Cumhuriyet Gazetesinde Özal’ın Zehirlenme Dedikoduları

Cumhuriyet gazetesinde 23 Ekim 2010′da Leyla Tavşanoğlu’nun 8. Cumhurbaşkanı Turgut Özal’ın oğlu Ahmet Özal ile yaptığı röportaj oldukça dikkat çekiciydı. Özal’ın ölümünün ardından yirmi yıla yakın süre geçmiş olmasına rağmen birdenbire özellikle de yandaş medyaya servis edilen “Ergenekon çetesince zehirlenerek öldürüldüğü” iddialarına Cumhuriyet gazetesi de eklemleniyordu böylece..

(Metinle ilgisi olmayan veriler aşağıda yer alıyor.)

#[derive(Error, Debug)]
pub enum StateError {
    #[error("ipld hamt error: {0}")]
    IpldHamt(#[from] HamtError),
    #[error(
        "negative balance caused by decreasing {owner:?}'s balance of {balance:?} by {delta:?}"
    )]
    InsufficientBalance { owner: Address, balance: TokenAmount, delta: TokenAmount },
    #[error(
        "{spender:?} attempted to utilise {delta:?} of allowance {allowance:?} set by {owner:?}"
    )]
    InsufficientAllowance {
        owner: Address,
        spender: Address,
        allowance: TokenAmount,
        delta: TokenAmount,
    },
    #[error("allowance cannot be negative, cannot set allowance between {owner:?} and {spender:?} to {amount:?}")]
    NegativeAllowance { amount: TokenAmount, owner: Address, spender: Address },
    #[error("balance cannot be negative, cannot set balance of {owner:?} to {amount:?}")]
    NegativeBalance { amount: TokenAmount, owner: Address },
}

#[derive(Error, Debug)]
pub enum StateInvariantError {
    #[error("total supply was negative: {0:?}")]
    SupplyNegative(TokenAmount),
    #[error("the account for {account:?} had a negative balance of {balance:?}")]
    BalanceNegative { account: Address, balance: TokenAmount },
    #[error("the total supply {supply:?} does not match the sum of all balances {balance_sum:?}")]
    BalanceSupplyMismatch { supply: TokenAmount, balance_sum: TokenAmount },
    #[error(
        "a negative allowance of {allowance:?} was specified between {owner:?} and {spender:?}"
    )]
    NegativeAllowance { owner: Address, spender: Address, allowance: TokenAmount },
    #[error("stored a zero balance which should have been removed for {0}")]
    ExplicitZeroBalance(Address),
    #[error(
        "stored a zero allowance which should have been removed between {owner:?} and {spender:?}"
    )]
    ExplicitZeroAllowance { owner: Address, spender: Address },
    #[error("stored an allowance map for {0} though they have specified no allowances")]
    ExplicitEmptyAllowance(Address),
    #[error("stored key {0:?} does not decode to an address")]
    InvalidKey(BytesKey),
    #[error("underlying state error {0}")]
    State(#[from] StateError),
}

type Result<T> = std::result::Result<T, StateError>;

type Map<'bs, BS, K, V> = Hamt<&'bs BS, V, K>;
type BalanceMap<'bs, BS> = Map<'bs, BS, BytesKey, TokenAmount>;
type AllowanceMap<'bs, BS> = Map<'bs, BS, BytesKey, Cid>;
type OwnerAllowanceMap<'bs, BS> = Map<'bs, BS, BytesKey, TokenAmount>;

/// Ledger state IPLD structure
///
/// Only the Hamt roots are held here, so cloning the state is cheap and a clone can be mutated
/// speculatively without touching the committed roots.
#[derive(Serialize_tuple, Deserialize_tuple, PartialEq, Eq, Clone, Debug)]
pub struct LedgerState {
    /// Total supply of the token, fixed once the ledger is created
    pub supply: TokenAmount,
    /// Map<Address, TokenAmount> of balances as a Hamt
    pub balances: Cid,
    /// Map<Address, Map<Address, TokenAmount>> as a Hamt. Allowances are stored
    /// allowances[owner][spender]
    pub allowances: Cid,
    /// Bit-width to use when loading Hamts
    hamt_bit_width: u32,
}
use std::sync::Arc;

use fvm_ipld_blockstore::Blockstore;
use fvm_shared::address::Address;
use fvm_shared::econ::TokenAmount;
use parking_lot::Mutex;

use crate::ledger::state::{StateInvariantError, StateSummary};
use crate::ledger::types::{TransferFromReturn, TransferReturn};
use crate::ledger::{Ledger, LedgerError, TokenHandle};

type Result<T> = std::result::Result<T, LedgerError>;

/// A shared, thread-safe wrapper around a [`Ledger`].
///
/// Clones reference the same ledger. Each call holds one lock for its whole check-and-mutate
/// sequence, so operations from different threads are applied one at a time.
pub struct SharedLedger<BS>
where
    BS: Blockstore,
{
    inner: Arc<Mutex<Ledger<BS>>>,
}

impl<BS> Clone for SharedLedger<BS>
where
    BS: Blockstore,
{
    fn clone(&self) -> Self {
        Self { inner: Arc::clone(&self.inner) }
    }
}

impl<BS> From<Ledger<BS>> for SharedLedger<BS>
where
    BS: Blockstore,
{
    fn from(ledger: Ledger<BS>) -> Self {
        Self::new(ledger)
    }
}

impl<BS> SharedLedger<BS>
where
    BS: Blockstore,
{
    pub fn new(ledger: Ledger<BS>) -> Self {
        Self { inner: Arc::new(Mutex::new(ledger)) }
    }

    /// Runs a sequence of ledger calls under a single lock
    pub fn with_ledger<F, R>(&self, f: F) -> R
    where
        F: FnOnce(&mut Ledger<BS>) -> R,
    {
        let mut ledger = self.inner.lock();
        f(&mut ledger)
    }

    /// Runs a closure against a handle bound to `caller`, under a single lock
    pub fn handle<F, R>(&self, caller: Address, f: F) -> R
    where
        F: FnOnce(&mut TokenHandle<'_, BS>) -> R,
    {
        self.with_ledger(|ledger| f(&mut ledger.handle(caller)))
    }

    /// Recovers the ledger once this is the last reference to it
    pub fn into_inner(self) -> Option<Ledger<BS>> {
        Arc::try_unwrap(self.inner).ok().map(Mutex::into_inner)
    }

    pub fn total_supply(&self) -> TokenAmount {
        self.inner.lock().total_supply()
    }

    pub fn balance_of(&self, owner: &Address) -> Result<TokenAmount> {
        self.inner.lock().balance_of(owner)
    }

    pub fn allowance(&self, owner: &Address, spender: &Address) -> Result<TokenAmount> {
        self.inner.lock().allowance(owner, spender)
    }

    pub fn transfer(
        &self,
        from: &Address,
        to: &Address,
        amount: &TokenAmount,
    ) -> Result<TransferReturn> {
        self.inner.lock().transfer(from, to, amount)
    }

    pub fn approve(
        &self,
        owner: &Address,
        spender: &Address,
        amount: &TokenAmount,
    ) -> Result<TokenAmount> {
        self.inner.lock().approve(owner, spender, amount)
    }

    pub fn transfer_from(
        &self,
        spender: &Address,
        owner: &Address,
        to: &Address,
        amount: &TokenAmount,
    ) -> Result<TransferFromReturn> {
        self.inner.lock().transfer_from(spender, owner, to, amount)
    }

    pub fn increase_allowance(
        &self,
        owner: &Address,
        spender: &Address,
        delta: &TokenAmount,
    ) -> Result<TokenAmount> {
        self.inner.lock().increase_allowance(owner, spender, delta)
    }

    pub fn decrease_allowance(
        &self,
        owner: &Address,
        spender: &Address,
        delta: &TokenAmount,
    ) -> Result<TokenAmount> {
        self.inner.lock().decrease_allowance(owner, spender, delta)
    }

    pub fn revoke_allowance(&self, owner: &Address, spender: &Address) -> Result<TokenAmount> {
        self.inner.lock().revoke_allowance(owner, spender)
    }

    pub fn assert_invariants(&self) -> std::result::Result<StateSummary, Vec<StateInvariantError>> {
        self.inner.lock().assert_invariants()
    }
}
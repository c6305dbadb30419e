//! A single-asset fungible token ledger.
//!
//! Balances and allowances live in Hamts inside a caller-supplied blockstore. The [`Ledger`] owns
//! that state and applies each operation atomically, [`TokenHandle`] binds it to an authenticated
//! caller, and [`SharedLedger`] serializes access from concurrent callers.

pub mod config;
pub mod ledger;
pub mod shared;

pub use config::LedgerConfig;
pub use ledger::types::FungibleToken;
pub use ledger::{Ledger, LedgerError, TokenHandle};
pub use shared::SharedLedger;
//! Source normalizers.
//!
//! Each connector payload is turned into [`RawRow`]s carrying one date
//! column plus metric columns, so that every source feeds the same
//! [`crate::merge::merge`] call. Sources with sub-daily or per-category
//! granularity (the ad platform, the grouped benchmark feed) aggregate to
//! one row per date here, before the merge.

pub mod ads;
pub mod analytics;
pub mod grouped;
pub mod sheet;
pub mod upload;
pub mod warehouse;

use std::fmt;

use serde::{Deserialize, Serialize};

use crate::data::RawRow;

/// Date column name used by normalizers that build their own rows.
pub const NORMALIZED_DATE_COLUMN: &str = "date";

#[derive(Debug, Clone, Copy, PartialEq, Eq, Hash, Serialize, Deserialize)]
#[serde(rename_all = "snake_case")]
pub enum SourceKind {
    Ads,
    Analytics,
    Upload,
    Sheet,
    Warehouse,
    Benchmark,
}

impl SourceKind {
    /// Merge order used by the report pipeline.
    pub const MERGE_ORDER: [SourceKind; 6] = [
        SourceKind::Ads,
        SourceKind::Analytics,
        SourceKind::Upload,
        SourceKind::Sheet,
        SourceKind::Warehouse,
        SourceKind::Benchmark,
    ];

    pub fn tag(self) -> &'static str {
        match self {
            SourceKind::Ads => "gads",
            SourceKind::Analytics => "ga4",
            SourceKind::Upload => "csv",
            SourceKind::Sheet => "gsheet",
            SourceKind::Warehouse => "bq",
            SourceKind::Benchmark => "bench",
        }
    }
}

impl fmt::Display for SourceKind {
    fn fmt(&self, f: &mut fmt::Formatter<'_>) -> fmt::Result {
        f.write_str(self.tag())
    }
}

/// Builds a normalized row from a date and ordered metric values.
pub(crate) fn dated_row<I, K>(date: &str, metrics: I) -> RawRow
where
    I: IntoIterator<Item = (K, f64)>,
    K: Into<String>,
{
    let mut row = RawRow::new();
    row.insert(NORMALIZED_DATE_COLUMN, date);
    for (name, value) in metrics {
        row.insert(name, value);
    }
    row
}
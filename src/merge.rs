//! Accumulating merge of per-source rows into one date-keyed series.
//!
//! Each source is merged under a short tag. Metric keys are written as
//! `<tag>_<column>`, so sources never overwrite each other; within one
//! source, a later row for the same date replaces the earlier value.

use indexmap::{IndexMap, IndexSet};
use log::debug;
use serde::{Deserialize, Serialize};

use crate::{
    data::{Cell, RawRow},
    error::{MergeError, MergeResult},
};

/// Which columns of a source batch feed the merge.
#[derive(Debug, Clone, PartialEq, Eq, Serialize, Deserialize)]
pub struct MappingSettings {
    pub date_column: String,
    pub metrics: Vec<String>,
}

impl MappingSettings {
    pub fn new<I, S>(date_column: impl Into<String>, metrics: I) -> Self
    where
        I: IntoIterator<Item = S>,
        S: Into<String>,
    {
        Self {
            date_column: date_column.into(),
            metrics: metrics.into_iter().map(Into::into).collect(),
        }
    }
}

pub fn namespaced(tag: &str, metric: &str) -> String {
    format!("{tag}_{metric}")
}

#[derive(Debug, Clone, Default, PartialEq, Serialize)]
pub struct MergedSeries {
    entries: IndexMap<String, IndexMap<String, Cell>>,
}

impl MergedSeries {
    pub fn new() -> Self {
        Self::default()
    }

    pub fn is_empty(&self) -> bool {
        self.entries.is_empty()
    }

    /// Number of distinct dates.
    pub fn len(&self) -> usize {
        self.entries.len()
    }

    pub fn get(&self, date: &str, metric: &str) -> Option<&Cell> {
        self.entries.get(date).and_then(|metrics| metrics.get(metric))
    }

    pub fn metrics_for(&self, date: &str) -> Option<&IndexMap<String, Cell>> {
        self.entries.get(date)
    }

    pub fn dates(&self) -> impl Iterator<Item = &str> {
        self.entries.keys().map(String::as_str)
    }

    pub fn iter(&self) -> impl Iterator<Item = (&str, &IndexMap<String, Cell>)> {
        self.entries.iter().map(|(date, metrics)| (date.as_str(), metrics))
    }

    /// Union of metric names across all dates, in order of first appearance.
    pub fn metric_names(&self) -> Vec<String> {
        let mut names: IndexSet<&str> = IndexSet::new();
        for metrics in self.entries.values() {
            names.extend(metrics.keys().map(String::as_str));
        }
        names.into_iter().map(str::to_string).collect()
    }

    pub fn insert(&mut self, date: impl Into<String>, metric: impl Into<String>, cell: Cell) {
        self.entries
            .entry(date.into())
            .or_default()
            .insert(metric.into(), cell);
    }
}

/// Folds `rows` into `accumulator` under `tag` and hands the accumulator back.
pub fn merge(
    rows: &[RawRow],
    settings: &MappingSettings,
    mut accumulator: MergedSeries,
    tag: &str,
) -> MergeResult<MergedSeries> {
    let keys: Vec<(&str, String)> = settings
        .metrics
        .iter()
        .map(|metric| (metric.as_str(), namespaced(tag, metric)))
        .collect();
    let dates_before = accumulator.len();

    for row in rows {
        let date = row
            .get(&settings.date_column)
            .ok_or_else(|| MergeError::missing_key(tag, &settings.date_column))?
            .as_display()
            .into_owned();
        for (metric, key) in &keys {
            let cell = row
                .get(metric)
                .ok_or_else(|| MergeError::missing_key(tag, metric))?;
            accumulator.insert(date.as_str(), key.as_str(), cell.clone());
        }
    }

    debug!(
        "Merged {} row(s) x {} metric(s) under '{tag}'; {} new date(s), {} total",
        rows.len(),
        keys.len(),
        accumulator.len() - dates_before,
        accumulator.len()
    );
    Ok(accumulator)
}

Mahdum Özal’ın bu zehirlenme dedikodularına balıklama atladığı süreçte Demokrat Parti (DP) genel başkan adayı olması da oldukça ilginç bir rastlantı. Ahmet Özal, Leyla Tavşanoğlu’na verdiği röportajda “1998’de ben bir televizyon programına çıkmıştım. Türk halkının yüzde 96’sının babamın eceliyle öldüğüne inanmadığı yolunda bir anket sonucu çıkmıştı. Ben, “Türk halkının böyle bir inancı varsa o zaman TBMM bir komisyon kursun ve iddiaları araştırsın. Kamuoyu vicdanı rahatlatılsın” dedim. O programdan gece bir buçukta çıktım. Cep telefonum çaldı. Hacettepe Hastanesi laboratuvar şefi bir doçentti. “Babanız geldiğinde kanını aldık. Kanı bizde. Yazılı olarak talep ederseniz alabilirsiniz>” dedi. Ertesi sabah anneme yazıyı yazdırıp imzalattım. Tam o sırada telefon çaldı. Meğer bir gece önce kan yanlışlıkla dökülmüş. Bizim şüphelerimiz o olaydan sonra başladı.” diyor. Ne ilginçtir ki Leyla Hanım, Ahmet Özal’a Hacettepe Hastanesinde çalıştığı iddia edilen bu “sır laboratuvar şefi doçentin” kim olduğunu sormayı unutuyor. Ya da bu doktorun kim olduğunu önemsemediği için sorma gereği duymuyor.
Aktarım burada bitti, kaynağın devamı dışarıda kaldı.